Alaska’da 2004 ve 2005 yılları arasında 10 milyon hektar orman alanı yanarak tahrip oldu. Bir sene içerisinde yaşanan bu yangınlar, geçmişteki 10 senelik dilimde yaşanan orman yangınlarından toplam alanından daha büyük bir alanın yok olmasına sebep oldu. Orman yangınlarındaki bu artış, ivmeli bir şekilde devam ediyor. Araştırmalara göre küresel ısıtma kaynaklı olarak orman yangınları, her yıl neredeyse iki kat artış gösteriyor! Bu gidişle milyonlarca canlıya ev sahipliği yapan, baktığımız zaman içimizi açan ormanlarımızı kaybedebiliriz. 

Küresel ısıtma, canlıların kaynağı bitkilere ev sahipliği yapan toprağı da etkiliyor. Küresel ısıtmanın etkileri sebebiyle toprakta yaşayan birçok canlı mikroorganizma, olağanüstü şekilde artış göstermeye başladı. Bu durum zamanla topraktaki organik maddeyi oransal anlamda azaltıyor, toprağın su emme gibi hayati görevlerini işlevsiz kılıyor. Ayrıca düzensiz hava olayları sebebiyle uzun kurak dönemler ve yoğun yağışlı dönemler toprağın iç dengesini bir hayli bozuyor. Toprakta endüstriyel kirletme ve hava kirliliği sebebiyle zararlı olan inorganik maddeler ve ağır metaller birikiyor. Tüm bunların sonucunda verimli toprak arazileri bir bir kuraklaşıyor ve binlerce canlı türü bu durumdan etkileniyor. 

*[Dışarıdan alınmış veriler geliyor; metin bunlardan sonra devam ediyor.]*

//! Shared tracing configuration for observability instrumentation.
//!
//! Centralises the log target used by the crate so subscribers can filter
//! Gatekeeper's core events without pulling in unrelated application logs.

/// Target used by every span and log statement emitted by this crate.
pub const LOG_TARGET: &str = "gatekeeper_core";

/// Installs a `tracing-subscriber` formatter for standalone use (examples and
/// tests that embed this crate directly rather than through a host service
/// that already configures its own subscriber).
///
/// Returns `Err` if a global subscriber is already installed; callers that
/// only want best-effort logging should ignore the error.
#[cfg(feature = "observability")]
pub fn install_default_subscriber() -> Result<(), tracing::subscriber::SetGlobalDefaultError> {
    use tracing_subscriber::EnvFilter;

    let filter = EnvFilter::try_from_default_env().unwrap_or_else(|_| EnvFilter::new("info"));
    let subscriber = tracing_subscriber::fmt().with_env_filter(filter).finish();
    tracing::subscriber::set_global_default(subscriber)
}
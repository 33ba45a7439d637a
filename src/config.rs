//! Environment-sourced configuration for wiring a provider and orchestrator
//! together.
//!
//! Deliberately narrow: this crate does not own a general-purpose
//! configuration-loading service, which stays an external collaborator's
//! responsibility. [`GatekeeperConfig`] only covers the handful of values
//! this crate's own tests and examples need to build a
//! [`crate::provider::postgres::PostgresProvider`] and
//! [`crate::orchestrator::Orchestrator`] without hand-wiring every field.

use std::time::Duration;

use figment::Figment;
use figment::providers::Env;
use serde::Deserialize;

use crate::model::SslMode;

/// Configuration loaded from `GATEKEEPER_*` environment variables.
#[derive(Debug, Clone, Deserialize)]
pub struct GatekeeperConfig {
    /// Target database host.
    pub db_host: String,
    /// Target database port.
    #[serde(default = "default_db_port")]
    pub db_port: u16,
    /// Target database name.
    pub db_name: String,
    /// Administrative username used to open the provider's connection pool.
    pub db_admin_user: String,
    /// Administrative password used to open the provider's connection pool.
    pub db_admin_password: String,
    /// SSL mode used for the admin connection and every issued DSN.
    #[serde(default)]
    pub db_ssl_mode: SslMode,
    /// Maximum TTL, in minutes, the orchestrator will accept on a
    /// `create_session` job.
    #[serde(default = "default_max_ttl_minutes")]
    pub max_ttl_minutes: u32,
    /// Maximum number of pooled admin connections.
    #[serde(default = "default_max_connections")]
    pub max_connections: u32,
}

const fn default_db_port() -> u16 {
    5432
}

const fn default_max_ttl_minutes() -> u32 {
    1440
}

const fn default_max_connections() -> u32 {
    10
}

impl GatekeeperConfig {
    /// Loads configuration from environment variables prefixed
    /// `GATEKEEPER_`, e.g. `GATEKEEPER_DB_HOST`.
    ///
    /// # Errors
    /// Returns a [`figment::Error`] if a required variable is missing or a
    /// present variable fails to deserialise into its target type.
    pub fn from_env() -> Result<Self, figment::Error> {
        Figment::new().merge(Env::prefixed("GATEKEEPER_")).extract()
    }

    /// Converts the configured database connection fields into a
    /// [`crate::model::ConnectionTarget`].
    #[must_use]
    pub fn connection_target(&self) -> crate::model::ConnectionTarget {
        crate::model::ConnectionTarget {
            host: self.db_host.clone(),
            port: self.db_port,
            database: self.db_name.clone(),
            ssl_mode: self.db_ssl_mode,
        }
    }

    /// Builds a [`crate::provider::postgres::PostgresProviderConfig`] using
    /// this configuration's pool-size setting and the provider's own
    /// timeout defaults.
    #[must_use]
    pub fn postgres_provider_config(&self) -> crate::provider::postgres::PostgresProviderConfig {
        crate::provider::postgres::PostgresProviderConfig {
            max_connections: self.max_connections,
            idle_timeout: Duration::from_secs(30),
            connect_timeout: Duration::from_secs(10),
            statement_timeout: Duration::from_secs(30),
            query_timeout: Duration::from_secs(25),
        }
    }
}

#[cfg(test)]
mod tests {
    use figment::Jail;

    use super::*;

    #[test]
    fn loads_required_fields_and_applies_defaults() {
        Jail::expect_with(|jail| {
            jail.set_env("GATEKEEPER_DB_HOST", "db.internal");
            jail.set_env("GATEKEEPER_DB_NAME", "app");
            jail.set_env("GATEKEEPER_DB_ADMIN_USER", "gk_admin");
            jail.set_env("GATEKEEPER_DB_ADMIN_PASSWORD", "secret");

            let config = GatekeeperConfig::from_env().expect("config should load");
            assert_eq!(config.db_port, 5432);
            assert_eq!(config.max_ttl_minutes, 1440);
            assert_eq!(config.max_connections, 10);
            Ok(())
        });
    }

    #[test]
    fn overrides_defaults_when_present() {
        Jail::expect_with(|jail| {
            jail.set_env("GATEKEEPER_DB_HOST", "db.internal");
            jail.set_env("GATEKEEPER_DB_NAME", "app");
            jail.set_env("GATEKEEPER_DB_ADMIN_USER", "gk_admin");
            jail.set_env("GATEKEEPER_DB_ADMIN_PASSWORD", "secret");
            jail.set_env("GATEKEEPER_MAX_TTL_MINUTES", "60");

            let config = GatekeeperConfig::from_env().expect("config should load");
            assert_eq!(config.max_ttl_minutes, 60);
            Ok(())
        });
    }
}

Küresel Isıtmayla İlgili Bazı Bilgiler

  • Ünlü Nature dergisinde yayınlanan bir makaleye göre araştırmacılar, 147 farklı çalışmayı inceleyerek küresel ısıtmanın biyolojik değişimlere yol açtığını saptadı.
  • Ülkemiz de dahil olmak üzere büyük bir coğrafyaya yayılan ve tırtıl ile beslenen bülbül türleri, artan sıcaklıklar sebebiyle kuzeye göç ediyor. Bunun sonucu olarak tırtıl popülasyonu hızla artmakta.
  • Son 20 yıllık periyodu inceleyen araştırmacılar, insanlar da dahil olmak üzere neredeyse tüm canlı türlerinde direkt olarak yüksek sıcaklığa bağlı ölümlerin artış gösterdiğini gözlemledi.
  • Dünyanın en büyük kral penguen popülasyonu, son 30 yılda %90 oranında azaldı
  • Yumurtlama ile üreyen birçok canlının hayatta kalabilen yavru oranları ve yumurtlama sayısı azalıyor.
  • Araştırmalara göre 784 hayvan türünün neslinin yok olmasının sebebi insanlık. 16.119 hayvan türü ise yok olmak üzere.